**Exercise objective**
Nothing but the lines holding the string "back" should appear in the answer. Copy them from the entries.

**Exercise materials**
▬▬▬
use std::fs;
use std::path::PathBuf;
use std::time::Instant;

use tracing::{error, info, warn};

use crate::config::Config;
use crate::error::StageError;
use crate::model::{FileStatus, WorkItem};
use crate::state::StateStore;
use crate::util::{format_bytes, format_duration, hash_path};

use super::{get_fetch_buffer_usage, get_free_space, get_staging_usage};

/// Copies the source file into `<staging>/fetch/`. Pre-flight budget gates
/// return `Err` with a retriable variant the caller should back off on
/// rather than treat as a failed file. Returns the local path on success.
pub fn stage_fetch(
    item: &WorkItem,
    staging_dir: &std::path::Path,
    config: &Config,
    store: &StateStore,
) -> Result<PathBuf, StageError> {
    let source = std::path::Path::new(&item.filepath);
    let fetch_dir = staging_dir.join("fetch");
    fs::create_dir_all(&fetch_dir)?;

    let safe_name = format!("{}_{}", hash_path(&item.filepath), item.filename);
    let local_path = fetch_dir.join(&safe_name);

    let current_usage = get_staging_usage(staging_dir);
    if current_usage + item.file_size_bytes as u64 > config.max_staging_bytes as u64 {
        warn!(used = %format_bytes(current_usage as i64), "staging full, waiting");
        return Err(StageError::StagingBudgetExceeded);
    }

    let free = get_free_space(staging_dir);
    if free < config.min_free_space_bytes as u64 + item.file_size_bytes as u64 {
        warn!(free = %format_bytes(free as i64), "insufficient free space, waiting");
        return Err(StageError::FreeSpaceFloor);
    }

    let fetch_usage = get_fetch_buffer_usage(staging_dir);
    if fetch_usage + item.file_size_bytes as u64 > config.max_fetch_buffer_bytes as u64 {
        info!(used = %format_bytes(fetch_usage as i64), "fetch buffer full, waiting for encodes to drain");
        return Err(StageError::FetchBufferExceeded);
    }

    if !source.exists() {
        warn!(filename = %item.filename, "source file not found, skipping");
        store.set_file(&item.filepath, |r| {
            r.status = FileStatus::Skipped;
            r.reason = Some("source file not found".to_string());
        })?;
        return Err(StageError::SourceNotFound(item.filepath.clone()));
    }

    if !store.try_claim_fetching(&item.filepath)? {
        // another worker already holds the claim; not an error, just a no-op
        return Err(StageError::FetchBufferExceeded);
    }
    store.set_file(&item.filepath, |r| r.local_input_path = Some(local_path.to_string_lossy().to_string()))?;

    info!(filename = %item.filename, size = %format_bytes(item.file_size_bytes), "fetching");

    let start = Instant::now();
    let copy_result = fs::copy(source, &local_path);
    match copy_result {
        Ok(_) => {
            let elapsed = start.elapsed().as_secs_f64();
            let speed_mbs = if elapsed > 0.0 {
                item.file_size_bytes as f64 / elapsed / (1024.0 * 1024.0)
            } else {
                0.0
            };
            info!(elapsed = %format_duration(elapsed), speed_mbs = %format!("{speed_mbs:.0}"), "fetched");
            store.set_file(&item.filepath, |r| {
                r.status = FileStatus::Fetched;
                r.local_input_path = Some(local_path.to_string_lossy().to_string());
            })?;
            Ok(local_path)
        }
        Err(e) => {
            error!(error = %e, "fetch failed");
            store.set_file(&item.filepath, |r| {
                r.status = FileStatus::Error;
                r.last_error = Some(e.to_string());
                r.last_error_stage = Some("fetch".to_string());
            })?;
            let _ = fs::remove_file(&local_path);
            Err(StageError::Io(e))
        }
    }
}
▬▬▬
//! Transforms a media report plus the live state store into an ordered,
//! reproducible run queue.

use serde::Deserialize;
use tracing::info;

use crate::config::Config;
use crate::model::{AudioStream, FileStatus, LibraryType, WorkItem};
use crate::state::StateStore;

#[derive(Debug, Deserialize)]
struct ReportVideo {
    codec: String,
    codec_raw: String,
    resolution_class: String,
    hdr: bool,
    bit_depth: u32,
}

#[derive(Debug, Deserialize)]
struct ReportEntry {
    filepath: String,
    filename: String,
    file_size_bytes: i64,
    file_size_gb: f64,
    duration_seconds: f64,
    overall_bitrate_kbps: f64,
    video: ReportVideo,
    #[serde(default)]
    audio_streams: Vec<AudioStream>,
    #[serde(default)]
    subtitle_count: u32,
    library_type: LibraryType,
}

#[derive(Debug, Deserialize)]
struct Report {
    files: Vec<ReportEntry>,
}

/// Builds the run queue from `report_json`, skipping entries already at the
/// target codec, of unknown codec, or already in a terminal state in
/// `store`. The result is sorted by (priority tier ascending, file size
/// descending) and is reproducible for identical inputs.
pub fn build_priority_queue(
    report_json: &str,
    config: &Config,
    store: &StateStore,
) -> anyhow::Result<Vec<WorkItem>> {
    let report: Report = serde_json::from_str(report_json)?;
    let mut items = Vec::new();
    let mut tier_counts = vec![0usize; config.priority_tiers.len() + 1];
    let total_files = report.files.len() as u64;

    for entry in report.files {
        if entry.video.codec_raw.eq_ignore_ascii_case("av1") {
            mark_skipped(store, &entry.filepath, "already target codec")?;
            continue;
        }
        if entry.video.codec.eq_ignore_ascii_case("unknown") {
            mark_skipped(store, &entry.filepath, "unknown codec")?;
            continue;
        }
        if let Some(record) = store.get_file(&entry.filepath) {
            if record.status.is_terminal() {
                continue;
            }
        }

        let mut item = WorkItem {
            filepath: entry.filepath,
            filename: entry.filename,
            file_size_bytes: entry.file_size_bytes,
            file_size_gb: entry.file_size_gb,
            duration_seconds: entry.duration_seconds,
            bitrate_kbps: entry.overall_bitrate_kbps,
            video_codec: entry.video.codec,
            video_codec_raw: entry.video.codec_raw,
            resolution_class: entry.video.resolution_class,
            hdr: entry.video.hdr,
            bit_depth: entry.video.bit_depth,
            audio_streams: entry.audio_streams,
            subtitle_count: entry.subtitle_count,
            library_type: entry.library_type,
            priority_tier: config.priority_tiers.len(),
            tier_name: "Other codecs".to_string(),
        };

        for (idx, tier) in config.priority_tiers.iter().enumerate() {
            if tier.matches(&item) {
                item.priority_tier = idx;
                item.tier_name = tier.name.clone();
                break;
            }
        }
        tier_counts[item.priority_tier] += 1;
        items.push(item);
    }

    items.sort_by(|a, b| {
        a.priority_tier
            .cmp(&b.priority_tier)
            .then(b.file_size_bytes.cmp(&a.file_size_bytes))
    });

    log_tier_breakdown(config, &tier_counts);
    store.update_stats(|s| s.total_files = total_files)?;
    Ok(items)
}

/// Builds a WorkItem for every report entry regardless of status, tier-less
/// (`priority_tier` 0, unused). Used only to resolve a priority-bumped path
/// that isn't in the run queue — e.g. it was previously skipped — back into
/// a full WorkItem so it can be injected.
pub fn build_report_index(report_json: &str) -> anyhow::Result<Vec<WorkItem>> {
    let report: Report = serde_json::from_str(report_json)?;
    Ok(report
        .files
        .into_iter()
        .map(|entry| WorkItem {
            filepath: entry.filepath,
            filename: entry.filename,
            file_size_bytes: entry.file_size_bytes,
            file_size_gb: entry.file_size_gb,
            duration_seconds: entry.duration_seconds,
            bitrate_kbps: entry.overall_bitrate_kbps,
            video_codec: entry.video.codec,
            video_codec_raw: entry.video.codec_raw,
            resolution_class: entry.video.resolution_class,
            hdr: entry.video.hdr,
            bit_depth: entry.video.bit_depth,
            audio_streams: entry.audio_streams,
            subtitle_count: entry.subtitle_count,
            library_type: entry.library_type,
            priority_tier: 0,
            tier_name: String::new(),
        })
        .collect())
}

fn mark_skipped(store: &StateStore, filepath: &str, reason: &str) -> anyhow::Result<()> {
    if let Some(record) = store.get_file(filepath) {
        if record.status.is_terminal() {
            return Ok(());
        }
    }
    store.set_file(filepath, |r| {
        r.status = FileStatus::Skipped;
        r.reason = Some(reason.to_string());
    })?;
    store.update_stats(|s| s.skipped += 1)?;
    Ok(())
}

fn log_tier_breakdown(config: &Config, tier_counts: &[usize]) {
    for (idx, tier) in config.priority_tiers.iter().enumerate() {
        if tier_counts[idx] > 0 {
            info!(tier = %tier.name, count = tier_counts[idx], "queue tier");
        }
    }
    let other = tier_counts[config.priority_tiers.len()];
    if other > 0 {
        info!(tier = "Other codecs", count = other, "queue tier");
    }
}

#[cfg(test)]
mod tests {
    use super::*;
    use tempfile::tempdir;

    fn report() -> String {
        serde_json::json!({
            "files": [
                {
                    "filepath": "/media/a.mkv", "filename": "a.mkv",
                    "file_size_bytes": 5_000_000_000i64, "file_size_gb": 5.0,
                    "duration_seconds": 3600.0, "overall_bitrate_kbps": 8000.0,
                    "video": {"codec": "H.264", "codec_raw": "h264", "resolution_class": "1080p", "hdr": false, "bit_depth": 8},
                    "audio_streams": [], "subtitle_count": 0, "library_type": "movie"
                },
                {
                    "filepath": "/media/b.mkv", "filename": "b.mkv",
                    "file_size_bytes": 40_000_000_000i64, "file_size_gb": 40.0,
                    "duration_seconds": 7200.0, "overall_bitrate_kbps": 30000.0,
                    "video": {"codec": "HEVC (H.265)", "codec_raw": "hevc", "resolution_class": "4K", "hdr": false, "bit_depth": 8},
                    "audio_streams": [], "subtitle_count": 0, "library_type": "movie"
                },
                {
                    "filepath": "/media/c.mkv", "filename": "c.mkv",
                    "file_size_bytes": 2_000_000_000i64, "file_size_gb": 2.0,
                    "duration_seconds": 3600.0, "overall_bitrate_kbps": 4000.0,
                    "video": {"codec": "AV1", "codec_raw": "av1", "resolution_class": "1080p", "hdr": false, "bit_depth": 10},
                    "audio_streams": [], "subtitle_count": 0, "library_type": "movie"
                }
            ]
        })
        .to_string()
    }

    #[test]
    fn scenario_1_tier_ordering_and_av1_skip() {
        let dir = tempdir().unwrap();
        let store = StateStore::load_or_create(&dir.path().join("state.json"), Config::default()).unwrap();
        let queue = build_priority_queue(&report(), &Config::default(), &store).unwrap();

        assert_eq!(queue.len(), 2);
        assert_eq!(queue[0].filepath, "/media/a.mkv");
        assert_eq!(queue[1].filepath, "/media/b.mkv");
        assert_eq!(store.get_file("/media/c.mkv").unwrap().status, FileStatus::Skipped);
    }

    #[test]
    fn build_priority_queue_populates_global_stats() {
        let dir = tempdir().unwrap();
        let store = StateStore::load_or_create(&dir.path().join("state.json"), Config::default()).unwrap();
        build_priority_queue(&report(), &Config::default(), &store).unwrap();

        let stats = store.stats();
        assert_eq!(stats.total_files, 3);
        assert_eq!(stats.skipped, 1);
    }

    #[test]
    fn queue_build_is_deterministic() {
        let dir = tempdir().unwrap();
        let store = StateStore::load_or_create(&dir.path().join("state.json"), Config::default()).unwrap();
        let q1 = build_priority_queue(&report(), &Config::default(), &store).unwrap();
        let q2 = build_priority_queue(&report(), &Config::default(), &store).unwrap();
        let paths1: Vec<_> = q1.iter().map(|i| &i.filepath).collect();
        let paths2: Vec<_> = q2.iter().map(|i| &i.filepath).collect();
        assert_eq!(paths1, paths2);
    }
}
▬▬▬
**Reply**
/// return `Err` with a retriable variant the caller should back off on
/// that isn't in the run queue — e.g. it was previously skipped — back into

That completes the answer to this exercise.